Of Manila


I find it ironic that out of reportedly 150+ accounts that attempt to capture a certain demographic of Manila, it’s the one about Cats which has been the most productive & meaningful.

Their account gained attention for the humor, then for featuring real cats that need real homes, and most recently for organizing an actual adoption event & fundraiser.

Parody, satire, humor, and entertainment are fine. Not to mention pictures of cats on the Internet are a surefire hit. It’s easier to capitalize on that. But these folks went the extra mile to build an advocacy for something that their audience already established a connection with.

It’s closer to (the original) Humans of New York, which shines a light on what we don’t spend much time thinking about: Everyone else beside us.

Everyone else besides us.

For a nation that’s über sensitive about how we’re portrayed in the media, we’re strikingly tone-deaf about depicting others.

For starters, how many Chinoy accounts should there be? For a time, four co-existed, each spewing borderline racist tweets with reckless abandon. Probinsyanos were made perpetually naïve, jologs and jejemons ridiculed, and the poor continuously marginalized.

Jansen Musico, Can we surive the @OfManila epidemic?

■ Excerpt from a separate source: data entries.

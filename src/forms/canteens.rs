use chrono::NaiveDateTime;
use serde::Deserialize;
use thiserror::Error;
use validator::{Validate, ValidationErrors};

use crate::domain::canteen::{NewCanteen, UpdateCanteen};
use crate::forms::sanitize_inline_text;

const ADDRESS_MAX_LEN: u64 = 256;

pub type CanteenFormResult<T> = Result<T, CanteenFormError>;

#[derive(Debug, Error)]
pub enum CanteenFormError {
    #[error("validation failed: {0}")]
    Validation(#[from] ValidationErrors),
    #[error("canteen address cannot be empty")]
    EmptyAddress,
}

#[derive(Debug, Deserialize, Validate)]
pub struct AddCanteenForm {
    #[validate(length(min = 1, max = ADDRESS_MAX_LEN))]
    pub address: String,
}

impl AddCanteenForm {
    pub fn into_new_canteen(self) -> CanteenFormResult<NewCanteen> {
        self.validate()?;

        let address = sanitize_inline_text(&self.address);
        if address.is_empty() {
            return Err(CanteenFormError::EmptyAddress);
        }

        Ok(NewCanteen::new(address))
    }
}

#[derive(Debug, Deserialize, Validate)]
pub struct EditCanteenForm {
    #[validate(length(min = 1, max = ADDRESS_MAX_LEN))]
    pub address: String,
}

impl EditCanteenForm {
    pub fn into_update_canteen(self, updated_at: NaiveDateTime) -> CanteenFormResult<UpdateCanteen> {
        self.validate()?;

        let address = sanitize_inline_text(&self.address);
        if address.is_empty() {
            return Err(CanteenFormError::EmptyAddress);
        }

        Ok(UpdateCanteen {
            address,
            updated_at,
        })
    }
}

#[cfg(test)]
mod tests {
    use super::*;

    #[test]
    fn add_canteen_form_sanitizes_address() {
        let form = AddCanteenForm {
            address: "  Lenina \t 5  ".to_string(),
        };

        let canteen = form.into_new_canteen().expect("expected conversion to succeed");
        assert_eq!(canteen.address, "Lenina 5");
    }

    #[test]
    fn edit_canteen_form_rejects_blank_address() {
        let form = EditCanteenForm {
            address: " \n ".to_string(),
        };

        let result = form.into_update_canteen(NaiveDateTime::default());
        assert!(matches!(result, Err(CanteenFormError::EmptyAddress)));
    }
}
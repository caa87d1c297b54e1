use std::env;
use std::path::PathBuf;

const DEFAULT_DATABASE_URL: &str = "app.db";
const DEFAULT_ADDRESS: &str = "127.0.0.1";
const DEFAULT_PORT: u16 = 8080;
const DEFAULT_DOMAIN: &str = "localhost";
const DEFAULT_TEMPLATES: &str = "templates/**/*";
const DEFAULT_STORAGE_PATH: &str = "invoices";

/// Where rendered invoices are persisted.
#[derive(Debug, Clone, PartialEq, Eq)]
pub enum InvoiceStorageConfig {
    /// Objects are written below a local directory.
    Local { root: PathBuf },
    /// Objects are sent to an S3-compatible HTTP endpoint.
    Http {
        endpoint: String,
        bucket: String,
        token: Option<String>,
    },
}

/// Runtime settings read from the environment (and `.env` when present).
#[derive(Debug, Clone)]
pub struct ServerConfig {
    pub database_url: String,
    pub address: String,
    pub port: u16,
    /// Session signing key; `None` means a random key is generated at start-up.
    pub secret: Option<String>,
    pub domain: String,
    pub templates: String,
    pub invoice_storage: InvoiceStorageConfig,
}

impl ServerConfig {
    pub fn from_env() -> Self {
        Self::from_lookup(|key| env::var(key).ok())
    }

    /// Build the configuration from an arbitrary key lookup.
    pub fn from_lookup<F>(lookup: F) -> Self
    where
        F: Fn(&str) -> Option<String>,
    {
        let non_empty = |key: &str| lookup(key).filter(|value| !value.trim().is_empty());

        let port = non_empty("PORT")
            .and_then(|value| value.trim().parse::<u16>().ok())
            .unwrap_or(DEFAULT_PORT);

        let invoice_storage = match (
            non_empty("INVOICE_STORAGE_URL"),
            non_empty("INVOICE_STORAGE_BUCKET"),
        ) {
            (Some(endpoint), Some(bucket)) => InvoiceStorageConfig::Http {
                endpoint,
                bucket,
                token: non_empty("INVOICE_STORAGE_TOKEN"),
            },
            _ => InvoiceStorageConfig::Local {
                root: PathBuf::from(
                    non_empty("INVOICE_STORAGE_PATH")
                        .unwrap_or_else(|| DEFAULT_STORAGE_PATH.to_string()),
                ),
            },
        };

        Self {
            database_url: non_empty("DATABASE_URL")
                .unwrap_or_else(|| DEFAULT_DATABASE_URL.to_string()),
            address: non_empty("ADDRESS").unwrap_or_else(|| DEFAULT_ADDRESS.to_string()),
            port,
            secret: non_empty("SECRET_KEY"),
            domain: non_empty("DOMAIN").unwrap_or_else(|| DEFAULT_DOMAIN.to_string()),
            templates: non_empty("INVOICE_TEMPLATES")
                .unwrap_or_else(|| DEFAULT_TEMPLATES.to_string()),
            invoice_storage,
        }
    }
}
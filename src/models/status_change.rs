use chrono::NaiveDateTime;
use diesel::prelude::*;

use crate::domain::order::StatusTransition;
use crate::domain::status_change::StatusChange as DomainStatusChange;

#[derive(Debug, Clone, Identifiable, Queryable, Selectable)]
#[diesel(table_name = crate::schema::status_changes)]
pub struct StatusChange {
    pub id: i32,
    pub order_id: i32,
    pub old_status_id: i32,
    pub new_status_id: i32,
    pub changed_by: i32,
    pub changed_at: NaiveDateTime,
}

#[derive(Insertable)]
#[diesel(table_name = crate::schema::status_changes)]
pub struct NewStatusChange {
    pub order_id: i32,
    pub old_status_id: i32,
    pub new_status_id: i32,
    pub changed_by: i32,
    pub changed_at: NaiveDateTime,
}

impl From<StatusChange> for DomainStatusChange {
    fn from(value: StatusChange) -> Self {
        Self {
            id: value.id,
            order_id: value.order_id,
            old_status_id: value.old_status_id,
            new_status_id: value.new_status_id,
            changed_by: value.changed_by,
            changed_at: value.changed_at,
        }
    }
}

impl From<&StatusTransition> for NewStatusChange {
    fn from(value: &StatusTransition) -> Self {
        Self {
            order_id: value.order_id,
            old_status_id: value.from_status_id,
            new_status_id: value.to_status_id,
            changed_by: value.changed_by,
            changed_at: value.changed_at,
        }
    }
}
use std::time::Duration;

/// Bounded retry with linear backoff for storage requests.
#[derive(Clone, Debug, PartialEq, Eq)]
pub struct RetryPolicy {
    pub max_attempts: usize,
    pub base_backoff_ms: u64,
}

impl Default for RetryPolicy {
    fn default() -> Self {
        Self {
            max_attempts: 3,
            base_backoff_ms: 200,
        }
    }
}

impl RetryPolicy {
    /// Pause before retry number `attempt` (1-based).
    pub fn delay_for_attempt(&self, attempt: usize) -> Duration {
        Duration::from_millis(self.base_backoff_ms.saturating_mul(attempt as u64))
    }
}
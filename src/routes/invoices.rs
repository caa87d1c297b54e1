use actix_web::http::header::{ContentDisposition, DispositionParam, DispositionType};
use actix_web::{HttpResponse, Responder, get, post, web};
use tera::Tera;

use crate::domain::auth::AuthenticatedEmployee;
use crate::invoice::InvoiceStore;
use crate::repository::DieselRepository;
use crate::routes::error_response;
use crate::services::ServiceError;
use crate::services::invoices::{export_invoice, fetch_invoice};

/// Invoice storage shared by all workers.
pub type SharedInvoiceStore = dyn InvoiceStore + Send + Sync;

// Storage requests block, so they run on the blocking thread pool.

#[post("/orders/{order_id}/invoice")]
pub async fn generate_invoice(
    path: web::Path<i32>,
    user: AuthenticatedEmployee,
    repo: web::Data<DieselRepository>,
    store: web::Data<SharedInvoiceStore>,
    tera: web::Data<Tera>,
) -> impl Responder {
    let order_id = path.into_inner();

    let result = web::block(move || {
        export_invoice(
            repo.get_ref(),
            store.get_ref(),
            tera.get_ref(),
            &user,
            order_id,
        )
    })
    .await
    .unwrap_or_else(|err| Err(ServiceError::Internal(err.to_string())));

    match result {
        Ok(receipt) => HttpResponse::Created().json(receipt),
        Err(err) => error_response(err, &format!("export invoice of order {order_id}")),
    }
}

#[get("/orders/{order_id}/invoice")]
pub async fn download_invoice(
    path: web::Path<i32>,
    user: AuthenticatedEmployee,
    repo: web::Data<DieselRepository>,
    store: web::Data<SharedInvoiceStore>,
) -> impl Responder {
    let order_id = path.into_inner();

    let result = web::block(move || fetch_invoice(repo.get_ref(), store.get_ref(), &user, order_id))
        .await
        .unwrap_or_else(|err| Err(ServiceError::Internal(err.to_string())));

    match result {
        Ok(pdf) => HttpResponse::Ok()
            .content_type("application/pdf")
            .insert_header(ContentDisposition {
                disposition: DispositionType::Attachment,
                parameters: vec![DispositionParam::Filename(format!(
                    "invoice-{order_id}.pdf"
                ))],
            })
            .body(pdf),
        Err(err) => error_response(err, &format!("download invoice of order {order_id}")),
    }
}
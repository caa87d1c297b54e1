use chrono::NaiveDateTime;
use diesel::prelude::*;

use crate::domain::auth::Role;
use crate::domain::employee::{
    Employee as DomainEmployee, EmployeeCredentials, NewEmployee as DomainNewEmployee,
    UpdateEmployee as DomainUpdateEmployee,
};

#[derive(Debug, Clone, Identifiable, Queryable, Selectable)]
#[diesel(table_name = crate::schema::employees)]
pub struct Employee {
    pub id: i32,
    pub last_name: String,
    pub first_name: String,
    pub middle_name: Option<String>,
    pub phone: String,
    pub password_hash: String,
    pub role: i32,
    pub canteen_id: Option<i32>,
    pub created_at: NaiveDateTime,
    pub updated_at: NaiveDateTime,
}

#[derive(Insertable)]
#[diesel(table_name = crate::schema::employees)]
pub struct NewEmployee<'a> {
    pub last_name: &'a str,
    pub first_name: &'a str,
    pub middle_name: Option<&'a str>,
    pub phone: &'a str,
    pub password_hash: &'a str,
    pub role: i32,
    pub canteen_id: Option<i32>,
}

#[derive(AsChangeset)]
#[diesel(table_name = crate::schema::employees)]
pub struct UpdateEmployee<'a> {
    pub last_name: Option<&'a str>,
    pub first_name: Option<&'a str>,
    pub middle_name: Option<Option<&'a str>>,
    pub phone: Option<&'a str>,
    pub role: Option<i32>,
    pub canteen_id: Option<Option<i32>>,
    pub updated_at: NaiveDateTime,
}

impl From<Employee> for DomainEmployee {
    fn from(value: Employee) -> Self {
        Self {
            id: value.id,
            last_name: value.last_name,
            first_name: value.first_name,
            middle_name: value.middle_name,
            phone: value.phone,
            // The column carries a CHECK constraint; fall back to the least privileged role.
            role: Role::try_from(value.role).unwrap_or_default(),
            canteen_id: value.canteen_id,
            created_at: value.created_at,
            updated_at: value.updated_at,
        }
    }
}

impl From<Employee> for EmployeeCredentials {
    fn from(mut value: Employee) -> Self {
        let password_hash = std::mem::take(&mut value.password_hash);
        Self {
            employee: value.into(),
            password_hash,
        }
    }
}

impl<'a> From<&'a DomainNewEmployee> for NewEmployee<'a> {
    fn from(value: &'a DomainNewEmployee) -> Self {
        Self {
            last_name: value.last_name.as_str(),
            first_name: value.first_name.as_str(),
            middle_name: value.middle_name.as_deref(),
            phone: value.phone.as_str(),
            password_hash: value.password_hash.as_str(),
            role: value.role.into(),
            canteen_id: value.canteen_id,
        }
    }
}

impl<'a> From<&'a DomainUpdateEmployee> for UpdateEmployee<'a> {
    fn from(value: &'a DomainUpdateEmployee) -> Self {
        Self {
            last_name: value.last_name.as_deref(),
            first_name: value.first_name.as_deref(),
            middle_name: value
                .middle_name
                .as_ref()
                .map(|middle_name| middle_name.as_deref()),
            phone: value.phone.as_deref(),
            role: value.role.map(i32::from),
            canteen_id: value.canteen_id,
            updated_at: value.updated_at,
        }
    }
}
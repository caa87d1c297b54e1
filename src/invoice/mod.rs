//! Invoice pipeline: order snapshot, XML intermediate, PDF rendering and storage.

use thiserror::Error;

pub mod document;
pub mod pdf;
pub mod retry;
pub mod store;
pub mod xml;

pub use document::{InvoiceDocument, InvoiceLine};
pub use pdf::render_pdf;
pub use store::{HttpInvoiceStore, InvoiceStore, LocalInvoiceStore};
pub use xml::{INVOICE_TEMPLATE, render_xml};

/// Errors raised while rendering or storing invoices.
#[derive(Debug, Error)]
pub enum InvoiceError {
    #[error("template error: {0}")]
    Template(#[from] tera::Error),
    #[error("pdf error: {0}")]
    Pdf(String),
    #[error("io error: {0}")]
    Io(#[from] std::io::Error),
    #[error("storage request failed: {0}")]
    Http(String),
    #[error("invalid storage key `{0}`")]
    InvalidKey(String),
    #[error("object `{0}` not found")]
    NotFound(String),
}

/// Storage key of the XML intermediate of an order's invoice.
pub fn xml_key(order_id: i32) -> String {
    format!("invoices/{order_id}.xml")
}

/// Storage key of the rendered PDF of an order's invoice.
pub fn pdf_key(order_id: i32) -> String {
    format!("invoices/{order_id}.pdf")
}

HONY is a blog, a Twitter feed, an Instagram account, a Facebook page by Brandon Stanton that doesn’t stereotype or passive-aggressively mock people they meet, but shares their authentic stories and struggles.

It encourages us to consider their differences from us as points of introspection, not criticism.

Rather than lament how they should be more compatible to our lifestyle & expect them to change, it dares us to change & be inspired by their insight.

Walang basagan ng trip, you may say, but isn’t that what these _OfManila accounts do towards that Tita/Conyo/Jeje you know?

First published on Medium. I enjoyed its typesetting features, but this ultimately needed to be on Stellify.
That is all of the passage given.